Nice sump very clean. How do you does the alkalinity is it one shot or small multiple times? How's your temp? My alkalinity has large swings from week to week, depending on the tests and the increase on my doeser
 
Thanks! I use ESV B-Ionic 2 part dosed via BRS 1.1ml dosers. Dosing starts at lights out and the pumps alternate every half hour until lights on. Temp is fairly constant at 78.
 
I havnt but being through that before I know the signs and what to look for with red bugs and AEFW. I know 100% it's neither of those thankfully.
 
Hey Karl, IME looking at the potential issues, I would put it to these things:

1. Bad batch of Salt. I change salt regularly. Completely from one brand to another...never had an issue. However, heard of people losing corals due to bad batches...ie crazy parameters etc.

2. Unless your Alk dipped crazy low or high, I doubt a small dip or increase would cause the issues you are seeing (providing you arent running not running a carbon dosed system).

3. Specific Gravity: Many times even with good equipment, this parameter being read wrong can cause the SG to become too high or too low.

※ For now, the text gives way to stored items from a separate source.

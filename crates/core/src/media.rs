// crates/core/src/media.rs
//! Media formats, quality presets and result-file bookkeeping.

use std::path::{Path, PathBuf};
use std::str::FromStr;

use serde::{Deserialize, Serialize};

use crate::error::MediaError;
use crate::video_id::is_valid_video_id;

/// URL prefix under which the media directory is served.
pub const MEDIA_URL_PREFIX: &str = "/media";

/// Output container requested by the browser.
#[derive(Debug, Clone, Copy, PartialEq, Eq, Hash, Serialize, Deserialize)]
#[serde(rename_all = "lowercase")]
pub enum MediaFormat {
    Mp4,
    Mp3,
}

impl MediaFormat {
    pub fn extension(self) -> &'static str {
        match self {
            MediaFormat::Mp4 => "mp4",
            MediaFormat::Mp3 => "mp3",
        }
    }
}

impl FromStr for MediaFormat {
    type Err = MediaError;

    fn from_str(s: &str) -> Result<Self, Self::Err> {
        match s.trim().to_ascii_lowercase().as_str() {
            "mp4" => Ok(MediaFormat::Mp4),
            "mp3" => Ok(MediaFormat::Mp3),
            other => Err(MediaError::UnsupportedFormat(other.to_string())),
        }
    }
}

/// Video quality preset. Anything unrecognized falls back to `Best`.
#[derive(Debug, Clone, Copy, PartialEq, Eq, Hash, Default)]
pub enum Resolution {
    P360,
    P480,
    #[default]
    P720,
    P1080,
    Best,
}

impl Resolution {
    /// Parse a `720p`-style label. Missing labels mean 720p.
    pub fn parse(label: Option<&str>) -> Self {
        match label.map(str::trim) {
            None | Some("") => Resolution::P720,
            Some("360p") => Resolution::P360,
            Some("480p") => Resolution::P480,
            Some("720p") => Resolution::P720,
            Some("1080p") => Resolution::P1080,
            Some(_) => Resolution::Best,
        }
    }

    /// Format selector passed to the fetch tool.
    pub fn format_code(self) -> &'static str {
        match self {
            Resolution::P360 => "18",
            Resolution::P480 => "135",
            Resolution::P720 => "22",
            Resolution::P1080 => "137+140",
            Resolution::Best => "best",
        }
    }
}

/// Content type for a file served from the media directory.
pub fn content_type_for(path: &Path) -> Option<&'static str> {
    match path.extension().and_then(|e| e.to_str()) {
        Some("mp4") => Some("video/mp4"),
        Some("mp3") => Some("audio/mpeg"),
        Some("webm") => Some("video/webm"),
        _ => None,
    }
}

/// Maps job ids to files inside the media directory and to the public
/// locators browsers use to fetch them.
#[derive(Debug, Clone)]
pub struct MediaLayout {
    root: PathBuf,
}

impl MediaLayout {
    pub fn new(root: impl Into<PathBuf>) -> Self {
        Self { root: root.into() }
    }

    pub fn root(&self) -> &Path {
        &self.root
    }

    fn checked(id: &str) -> Result<&str, MediaError> {
        if is_valid_video_id(id) {
            Ok(id)
        } else {
            Err(MediaError::InvalidId(id.to_string()))
        }
    }

    /// Where the downloaded result for `id` is written.
    pub fn output_file(&self, id: &str, format: MediaFormat) -> Result<PathBuf, MediaError> {
        let id = Self::checked(id)?;
        Ok(self.root.join(format!("{id}.{}", format.extension())))
    }

    /// Public path of the downloaded result, e.g. `/media/<id>.mp4`.
    pub fn locator(&self, id: &str, format: MediaFormat) -> Result<String, MediaError> {
        let id = Self::checked(id)?;
        Ok(format!("{MEDIA_URL_PREFIX}/{id}.{}", format.extension()))
    }

    pub fn preview_file(&self, id: &str) -> Result<PathBuf, MediaError> {
        let id = Self::checked(id)?;
        Ok(self.root.join(format!("{id}_preview.mp3")))
    }

    pub fn preview_temp_file(&self, id: &str) -> Result<PathBuf, MediaError> {
        let id = Self::checked(id)?;
        Ok(self.root.join(format!("{id}_temp.webm")))
    }

    pub fn preview_locator(&self, id: &str) -> Result<String, MediaError> {
        let id = Self::checked(id)?;
        Ok(format!("{MEDIA_URL_PREFIX}/{id}_preview.mp3"))
    }
}

#[cfg(test)]
mod tests {
    use super::*;
    use pretty_assertions::assert_eq;

    #[test]
    fn test_format_parse() {
        assert_eq!("mp4".parse::<MediaFormat>().unwrap(), MediaFormat::Mp4);
        assert_eq!(" MP3 ".parse::<MediaFormat>().unwrap(), MediaFormat::Mp3);
        assert_eq!(
            "flac".parse::<MediaFormat>().unwrap_err(),
            MediaError::UnsupportedFormat("flac".to_string())
        );
    }

    #[test]
    fn test_resolution_format_codes() {
        assert_eq!(Resolution::parse(Some("360p")).format_code(), "18");
        assert_eq!(Resolution::parse(Some("480p")).format_code(), "135");
        assert_eq!(Resolution::parse(Some("720p")).format_code(), "22");
        assert_eq!(Resolution::parse(Some("1080p")).format_code(), "137+140");
        assert_eq!(Resolution::parse(Some("4k")).format_code(), "best");
    }

    #[test]
    fn test_resolution_defaults_to_720p() {
        assert_eq!(Resolution::parse(None), Resolution::P720);
        assert_eq!(Resolution::parse(Some("")), Resolution::P720);
    }

    #[test]
    fn test_layout_paths() {
        let layout = MediaLayout::new("/srv/media");
        assert_eq!(
            layout.output_file("abc", MediaFormat::Mp4).unwrap(),
            PathBuf::from("/srv/media/abc.mp4")
        );
        assert_eq!(layout.locator("abc", MediaFormat::Mp3).unwrap(), "/media/abc.mp3");
        assert_eq!(
            layout.preview_file("abc").unwrap(),
            PathBuf::from("/srv/media/abc_preview.mp3")
        );
        assert_eq!(
            layout.preview_temp_file("abc").unwrap(),
            PathBuf::from("/srv/media/abc_temp.webm")
        );
        assert_eq!(layout.preview_locator("abc").unwrap(), "/media/abc_preview.mp3");
    }

    #[test]
    fn test_layout_rejects_traversal() {
        let layout = MediaLayout::new("/srv/media");
        assert!(layout.output_file("../secret", MediaFormat::Mp4).is_err());
        assert!(layout.locator("a/b", MediaFormat::Mp4).is_err());
    }

    #[test]
    fn test_content_types() {
        assert_eq!(content_type_for(Path::new("a.mp4")), Some("video/mp4"));
        assert_eq!(content_type_for(Path::new("a.mp3")), Some("audio/mpeg"));
        assert_eq!(content_type_for(Path::new("a.webm")), Some("video/webm"));
        assert_eq!(content_type_for(Path::new("a.txt")), None);
    }
}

4. Very high Magnesium levels.

Are you able to double check your parameters with completely different kits?

With regards to pests; AEFW's will cause the coral to lose a LOT more colour first, with visible bitemarks before the coral starts to STN etc.
 
Wow that's some heart break. I think they look like they are being stressed. I would when you do your water changes is there a bit difference of temps? You might want to slow down on the water changes. Maby try using an iodine dip
 
Temp of water change is always within 1*. Dipping is pretty much out of the question since most are encrusted. In regards to the salt, I've tried three different batches of regular Red Sea and this started at the tail end of using Pro. I've been considering using Lugols.
 
Damm bro I didn't know it was that bad. Hope you bounce back. Did u adjust light intensities in your Radions when playing around with your reef link device
 
I would look into lighting and Alk. Do you carbon dose? I noticed this when my Alk started to creep up. I have since lowerd it to below 8 and things have been stabilizing. If you are not carbon dosing, disregard this.
 
Ya bro, sucks, but I just dealt with this on a similar level, not quite the same though. I was running to clean and once my pellets kicked in after installing and already having BB, high flow, GFO and carbon in line, I was really stripping my water with the alk at 10 is when I observed exactly what you are showing. After reading, alk around 7-8 is much more forgiving in that kind of environment, I dropped from 10 to 8. Once that was complete, I had pale corals from the low nutrients so I went to 20 fish, and upped all the feedings and everything came back - including a bit of algae which I guess is a trade off.

I would keep it stable, lower the light schedule, and bump up the feeding a bit. I am also no expert!
 
In my experience, sometimes things click and sometimes they don't. I think a lot of it has to do with how certain parameters and conditions interact with each other in ways we don't completely understand yet. My tank might have a different ideal Alk level than yours based on differences in our lighting, CO2 in our homes, nutrient levels, etc. I think we have all had times when everything looked good on paper but things weren't doing well in the tank.

My suggestion is to revert back to when things were doing well. It sounds like you decided to lower your alk from 10 to 8, but the tank was doing well when it was at 10? Bring the alk back to 10 then. If it isn't broken, don't fix it.
 
I definitely dont think dropping your ALK like you did would cause this. If you raised it up maybe...

I think this is the salt, or some testing kit issue.
 
I think you are spot on Rovi.

Not an expert, but in my experience corals don't necessary respond to an alk swing immediately. There is a lag. Sometimes the effects even show up after you've "fixed" the problem. Of your parameters are good, I'd just ride it out. Maybe someone can confirm this, but it's been my observation in my own tank. I had an alk spike 1.5 months ago and I'm still dealing with some burnt tips, even though alk has been lowered and maintained.